BEGIN Supplied material

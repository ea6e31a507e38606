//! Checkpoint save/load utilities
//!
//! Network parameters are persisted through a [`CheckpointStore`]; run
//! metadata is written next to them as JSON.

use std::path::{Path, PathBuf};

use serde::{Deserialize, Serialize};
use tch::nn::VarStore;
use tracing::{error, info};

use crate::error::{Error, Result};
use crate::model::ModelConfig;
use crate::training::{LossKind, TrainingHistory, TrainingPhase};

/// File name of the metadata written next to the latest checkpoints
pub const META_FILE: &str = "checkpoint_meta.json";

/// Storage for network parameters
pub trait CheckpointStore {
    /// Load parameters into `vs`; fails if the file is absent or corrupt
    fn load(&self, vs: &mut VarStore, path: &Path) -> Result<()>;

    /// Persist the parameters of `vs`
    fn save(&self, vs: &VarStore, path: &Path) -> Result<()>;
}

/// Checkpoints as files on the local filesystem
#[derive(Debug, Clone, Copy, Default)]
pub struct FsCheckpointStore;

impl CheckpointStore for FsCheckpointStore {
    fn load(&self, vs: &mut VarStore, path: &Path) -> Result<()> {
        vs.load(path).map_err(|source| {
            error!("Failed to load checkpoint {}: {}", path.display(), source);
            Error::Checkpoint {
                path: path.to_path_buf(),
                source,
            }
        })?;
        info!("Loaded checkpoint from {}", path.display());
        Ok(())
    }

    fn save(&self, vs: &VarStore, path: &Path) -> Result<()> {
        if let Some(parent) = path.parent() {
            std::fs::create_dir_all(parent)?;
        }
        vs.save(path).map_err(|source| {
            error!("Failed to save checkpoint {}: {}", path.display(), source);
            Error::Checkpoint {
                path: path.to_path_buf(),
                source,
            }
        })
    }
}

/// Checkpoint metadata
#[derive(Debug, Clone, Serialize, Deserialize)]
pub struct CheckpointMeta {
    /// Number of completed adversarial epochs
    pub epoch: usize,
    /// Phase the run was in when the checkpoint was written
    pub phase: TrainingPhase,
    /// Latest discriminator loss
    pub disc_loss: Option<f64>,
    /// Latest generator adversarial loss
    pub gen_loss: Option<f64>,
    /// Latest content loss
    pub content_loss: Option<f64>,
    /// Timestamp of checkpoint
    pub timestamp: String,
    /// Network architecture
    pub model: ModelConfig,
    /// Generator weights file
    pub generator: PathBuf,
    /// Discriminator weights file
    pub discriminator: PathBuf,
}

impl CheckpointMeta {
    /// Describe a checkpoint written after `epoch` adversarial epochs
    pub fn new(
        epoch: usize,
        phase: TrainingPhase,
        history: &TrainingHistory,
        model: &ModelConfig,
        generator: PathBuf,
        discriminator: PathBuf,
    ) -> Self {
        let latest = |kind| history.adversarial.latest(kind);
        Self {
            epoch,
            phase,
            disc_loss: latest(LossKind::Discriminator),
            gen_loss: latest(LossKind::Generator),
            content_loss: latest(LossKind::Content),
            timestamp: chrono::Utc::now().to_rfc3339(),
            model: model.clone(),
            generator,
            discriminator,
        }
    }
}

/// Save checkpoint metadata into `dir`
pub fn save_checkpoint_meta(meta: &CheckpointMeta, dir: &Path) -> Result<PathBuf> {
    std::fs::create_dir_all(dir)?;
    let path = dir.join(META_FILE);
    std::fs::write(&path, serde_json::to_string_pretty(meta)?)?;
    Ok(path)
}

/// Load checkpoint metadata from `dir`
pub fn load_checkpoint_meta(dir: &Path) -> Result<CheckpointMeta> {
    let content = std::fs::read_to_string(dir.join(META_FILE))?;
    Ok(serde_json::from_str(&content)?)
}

END Supplied material
BEGIN Supplied material

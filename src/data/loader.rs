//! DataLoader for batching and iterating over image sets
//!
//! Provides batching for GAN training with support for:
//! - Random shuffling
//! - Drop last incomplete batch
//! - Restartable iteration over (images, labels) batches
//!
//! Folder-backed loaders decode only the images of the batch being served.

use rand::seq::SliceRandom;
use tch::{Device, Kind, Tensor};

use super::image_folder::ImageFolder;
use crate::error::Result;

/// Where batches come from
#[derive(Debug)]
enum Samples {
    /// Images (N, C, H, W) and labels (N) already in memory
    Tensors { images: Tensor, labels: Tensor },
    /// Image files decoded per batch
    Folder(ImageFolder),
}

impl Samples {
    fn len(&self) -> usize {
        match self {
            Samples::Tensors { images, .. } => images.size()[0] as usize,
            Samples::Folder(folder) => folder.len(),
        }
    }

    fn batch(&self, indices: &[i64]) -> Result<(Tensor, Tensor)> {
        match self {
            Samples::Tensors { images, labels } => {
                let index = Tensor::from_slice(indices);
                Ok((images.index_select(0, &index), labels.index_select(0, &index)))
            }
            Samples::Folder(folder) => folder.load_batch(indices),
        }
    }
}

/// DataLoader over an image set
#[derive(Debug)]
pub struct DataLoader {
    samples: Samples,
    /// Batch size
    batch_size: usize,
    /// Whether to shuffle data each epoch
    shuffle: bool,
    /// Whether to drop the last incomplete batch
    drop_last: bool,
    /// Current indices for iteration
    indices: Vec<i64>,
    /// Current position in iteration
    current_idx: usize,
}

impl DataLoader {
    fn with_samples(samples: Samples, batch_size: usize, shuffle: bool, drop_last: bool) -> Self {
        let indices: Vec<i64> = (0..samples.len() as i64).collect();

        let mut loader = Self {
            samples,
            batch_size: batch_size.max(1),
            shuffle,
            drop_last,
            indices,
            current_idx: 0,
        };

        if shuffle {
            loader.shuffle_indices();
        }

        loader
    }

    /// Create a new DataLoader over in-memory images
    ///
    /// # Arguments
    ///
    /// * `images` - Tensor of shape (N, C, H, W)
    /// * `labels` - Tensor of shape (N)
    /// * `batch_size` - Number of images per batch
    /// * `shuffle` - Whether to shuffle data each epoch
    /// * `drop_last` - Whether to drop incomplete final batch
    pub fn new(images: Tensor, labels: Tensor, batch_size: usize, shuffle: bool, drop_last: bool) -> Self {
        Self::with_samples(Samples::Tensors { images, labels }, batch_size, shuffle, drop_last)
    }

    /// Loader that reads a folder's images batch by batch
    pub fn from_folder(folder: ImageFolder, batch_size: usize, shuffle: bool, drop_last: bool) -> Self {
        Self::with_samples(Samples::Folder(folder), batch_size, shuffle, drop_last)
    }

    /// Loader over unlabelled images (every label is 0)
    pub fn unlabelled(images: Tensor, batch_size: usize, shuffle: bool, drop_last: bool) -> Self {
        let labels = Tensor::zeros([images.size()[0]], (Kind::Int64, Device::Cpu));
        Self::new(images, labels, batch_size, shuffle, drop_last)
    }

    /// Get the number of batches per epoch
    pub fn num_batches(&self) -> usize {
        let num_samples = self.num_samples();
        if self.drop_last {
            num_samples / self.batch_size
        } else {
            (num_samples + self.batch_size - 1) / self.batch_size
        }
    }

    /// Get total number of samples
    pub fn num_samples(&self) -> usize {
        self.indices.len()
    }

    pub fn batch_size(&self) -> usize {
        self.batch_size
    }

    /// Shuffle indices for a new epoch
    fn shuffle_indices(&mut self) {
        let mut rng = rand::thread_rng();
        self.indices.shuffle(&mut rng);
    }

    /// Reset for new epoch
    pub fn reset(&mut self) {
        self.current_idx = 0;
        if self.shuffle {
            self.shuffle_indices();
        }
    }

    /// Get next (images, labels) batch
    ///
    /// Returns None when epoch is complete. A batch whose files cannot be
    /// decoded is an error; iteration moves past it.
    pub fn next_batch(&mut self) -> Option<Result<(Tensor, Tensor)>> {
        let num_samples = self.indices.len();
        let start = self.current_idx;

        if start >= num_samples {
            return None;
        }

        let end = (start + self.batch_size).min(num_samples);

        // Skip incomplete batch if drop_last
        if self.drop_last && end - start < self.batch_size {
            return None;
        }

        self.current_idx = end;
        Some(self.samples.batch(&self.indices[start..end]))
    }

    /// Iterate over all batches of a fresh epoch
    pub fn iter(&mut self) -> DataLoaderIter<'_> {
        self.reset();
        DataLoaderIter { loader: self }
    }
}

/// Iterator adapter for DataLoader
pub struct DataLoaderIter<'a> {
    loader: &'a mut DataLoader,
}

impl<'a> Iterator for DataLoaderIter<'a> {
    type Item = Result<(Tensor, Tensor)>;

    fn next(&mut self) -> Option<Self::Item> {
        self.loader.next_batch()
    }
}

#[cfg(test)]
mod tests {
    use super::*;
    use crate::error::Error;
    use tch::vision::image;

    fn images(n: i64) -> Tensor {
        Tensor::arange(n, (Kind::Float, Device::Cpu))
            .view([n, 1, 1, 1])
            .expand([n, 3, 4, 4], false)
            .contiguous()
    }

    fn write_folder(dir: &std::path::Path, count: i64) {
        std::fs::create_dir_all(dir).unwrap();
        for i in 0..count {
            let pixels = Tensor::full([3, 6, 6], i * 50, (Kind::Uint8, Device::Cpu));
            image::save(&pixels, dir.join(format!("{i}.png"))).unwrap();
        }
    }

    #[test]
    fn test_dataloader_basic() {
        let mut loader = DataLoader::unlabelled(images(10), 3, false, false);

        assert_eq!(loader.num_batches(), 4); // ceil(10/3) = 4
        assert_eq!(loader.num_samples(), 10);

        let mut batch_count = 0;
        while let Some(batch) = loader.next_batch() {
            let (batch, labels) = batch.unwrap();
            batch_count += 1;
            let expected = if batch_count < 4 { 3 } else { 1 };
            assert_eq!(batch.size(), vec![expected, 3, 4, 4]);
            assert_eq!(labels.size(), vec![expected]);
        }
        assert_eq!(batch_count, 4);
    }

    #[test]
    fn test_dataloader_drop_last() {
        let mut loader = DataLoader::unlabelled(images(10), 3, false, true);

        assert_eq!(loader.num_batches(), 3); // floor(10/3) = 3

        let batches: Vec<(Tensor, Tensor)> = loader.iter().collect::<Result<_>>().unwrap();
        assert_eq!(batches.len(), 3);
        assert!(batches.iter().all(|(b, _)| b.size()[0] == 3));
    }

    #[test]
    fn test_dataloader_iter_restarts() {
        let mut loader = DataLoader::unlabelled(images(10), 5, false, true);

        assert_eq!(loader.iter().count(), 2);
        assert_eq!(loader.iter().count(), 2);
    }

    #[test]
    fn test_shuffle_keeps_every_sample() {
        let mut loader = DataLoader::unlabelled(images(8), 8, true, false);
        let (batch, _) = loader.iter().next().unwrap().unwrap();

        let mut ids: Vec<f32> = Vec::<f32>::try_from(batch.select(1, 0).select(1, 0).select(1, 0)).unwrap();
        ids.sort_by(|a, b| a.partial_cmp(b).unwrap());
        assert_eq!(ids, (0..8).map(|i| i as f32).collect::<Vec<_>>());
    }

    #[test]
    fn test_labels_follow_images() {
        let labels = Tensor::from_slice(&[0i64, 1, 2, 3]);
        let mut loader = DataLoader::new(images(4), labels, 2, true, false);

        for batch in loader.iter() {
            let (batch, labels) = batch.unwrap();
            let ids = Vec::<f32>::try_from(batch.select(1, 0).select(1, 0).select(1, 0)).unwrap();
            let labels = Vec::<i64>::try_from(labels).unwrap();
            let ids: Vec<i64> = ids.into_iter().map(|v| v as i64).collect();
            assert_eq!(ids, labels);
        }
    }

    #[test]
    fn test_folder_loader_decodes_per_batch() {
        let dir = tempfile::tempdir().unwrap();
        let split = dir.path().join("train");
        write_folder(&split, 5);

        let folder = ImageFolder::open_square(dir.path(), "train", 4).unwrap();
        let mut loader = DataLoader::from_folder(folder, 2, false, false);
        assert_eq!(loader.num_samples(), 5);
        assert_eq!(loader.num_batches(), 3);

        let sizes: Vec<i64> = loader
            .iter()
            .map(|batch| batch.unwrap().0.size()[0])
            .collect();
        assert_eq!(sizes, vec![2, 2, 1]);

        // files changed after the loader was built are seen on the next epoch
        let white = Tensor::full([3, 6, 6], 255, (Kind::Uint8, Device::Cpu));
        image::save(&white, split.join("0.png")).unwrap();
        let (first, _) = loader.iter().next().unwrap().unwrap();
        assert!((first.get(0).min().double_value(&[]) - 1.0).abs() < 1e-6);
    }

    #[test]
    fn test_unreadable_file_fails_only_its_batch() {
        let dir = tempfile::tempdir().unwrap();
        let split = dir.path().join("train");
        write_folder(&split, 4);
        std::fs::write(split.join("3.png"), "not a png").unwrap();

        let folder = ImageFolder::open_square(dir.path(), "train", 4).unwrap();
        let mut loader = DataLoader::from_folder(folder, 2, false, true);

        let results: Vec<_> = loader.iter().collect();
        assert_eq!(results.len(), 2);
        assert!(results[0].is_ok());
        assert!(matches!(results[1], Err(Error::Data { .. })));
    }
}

END Supplied material
BEGIN Supplied material

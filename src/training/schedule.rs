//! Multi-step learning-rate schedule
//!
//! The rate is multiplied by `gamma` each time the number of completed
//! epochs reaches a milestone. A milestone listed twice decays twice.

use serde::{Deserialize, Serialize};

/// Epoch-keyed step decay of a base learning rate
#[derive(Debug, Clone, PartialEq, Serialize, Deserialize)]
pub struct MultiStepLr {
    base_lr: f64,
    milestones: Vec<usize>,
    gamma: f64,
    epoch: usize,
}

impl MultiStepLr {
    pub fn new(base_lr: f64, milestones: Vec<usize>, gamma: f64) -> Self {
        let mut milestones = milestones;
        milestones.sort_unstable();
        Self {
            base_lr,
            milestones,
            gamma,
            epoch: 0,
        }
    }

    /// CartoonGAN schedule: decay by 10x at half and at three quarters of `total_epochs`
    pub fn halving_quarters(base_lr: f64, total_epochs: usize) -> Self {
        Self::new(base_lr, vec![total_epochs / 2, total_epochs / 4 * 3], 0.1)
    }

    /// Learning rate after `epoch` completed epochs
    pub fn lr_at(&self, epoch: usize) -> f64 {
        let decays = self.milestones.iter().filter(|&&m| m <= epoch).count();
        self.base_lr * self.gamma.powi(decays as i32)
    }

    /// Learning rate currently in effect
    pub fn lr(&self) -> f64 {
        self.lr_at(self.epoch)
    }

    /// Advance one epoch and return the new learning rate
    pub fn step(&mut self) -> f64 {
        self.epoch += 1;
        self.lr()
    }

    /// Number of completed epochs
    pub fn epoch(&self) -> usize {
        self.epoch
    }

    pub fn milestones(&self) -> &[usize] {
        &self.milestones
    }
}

END Supplied material

Exercise details >>
Set down precisely the lines above between the line holding "pub fn next_batch(&mut" and the line holding "use super::*;", inclusive, and nothing beyond them.

Output for this task >>
    pub fn next_batch(&mut self) -> Option<Result<(Tensor, Tensor)>> {
        let num_samples = self.indices.len();
        let start = self.current_idx;

        if start >= num_samples {
            return None;
        }

        let end = (start + self.batch_size).min(num_samples);

        // Skip incomplete batch if drop_last
        if self.drop_last && end - start < self.batch_size {
            return None;
        }

        self.current_idx = end;
        Some(self.samples.batch(&self.indices[start..end]))
    }

    /// Iterate over all batches of a fresh epoch
    pub fn iter(&mut self) -> DataLoaderIter<'_> {
        self.reset();
        DataLoaderIter { loader: self }
    }
}

/// Iterator adapter for DataLoader
pub struct DataLoaderIter<'a> {
    loader: &'a mut DataLoader,
}

impl<'a> Iterator for DataLoaderIter<'a> {
    type Item = Result<(Tensor, Tensor)>;

    fn next(&mut self) -> Option<Self::Item> {
        self.loader.next_batch()
    }
}

#[cfg(test)]
mod tests {
    use super::*;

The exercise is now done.